ACTIVITY
Each line below that includes the word "configuration" is to be reported.

(MATERIAL PROVIDED begins)

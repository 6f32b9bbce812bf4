//! Steward - HTTP Server Entry Point
//!
//! Starts the HTTP server that exposes the agent API.

use steward::{api, Config};
use tracing::info;
use tracing_subscriber::{layer::SubscriberExt, util::SubscriberInitExt};

#[tokio::main]
async fn main() -> anyhow::Result<()> {
    // Initialize logging
    tracing_subscriber::registry()
        .with(
            tracing_subscriber::EnvFilter::try_from_default_env()
                .unwrap_or_else(|_| "steward=debug,tower_http=debug".into()),
        )
        .with(tracing_subscriber::fmt::layer())
        .init();

    // Load configuration
    let config = Config::from_env()?;
    info!(
        "Loaded configuration: max_tool_iterations={}",
        config.max_tool_iterations
    );

    // Start HTTP server
    let addr = format!("{}:{}", config.host, config.port);
    info!("Starting server on {}", addr);

    api::serve(config).await?;

    Ok(())
}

(MATERIAL PROVIDED ends)

ANSWER TO THIS EXERCISE
    // Load configuration
        "Loaded configuration: max_tool_iterations={}",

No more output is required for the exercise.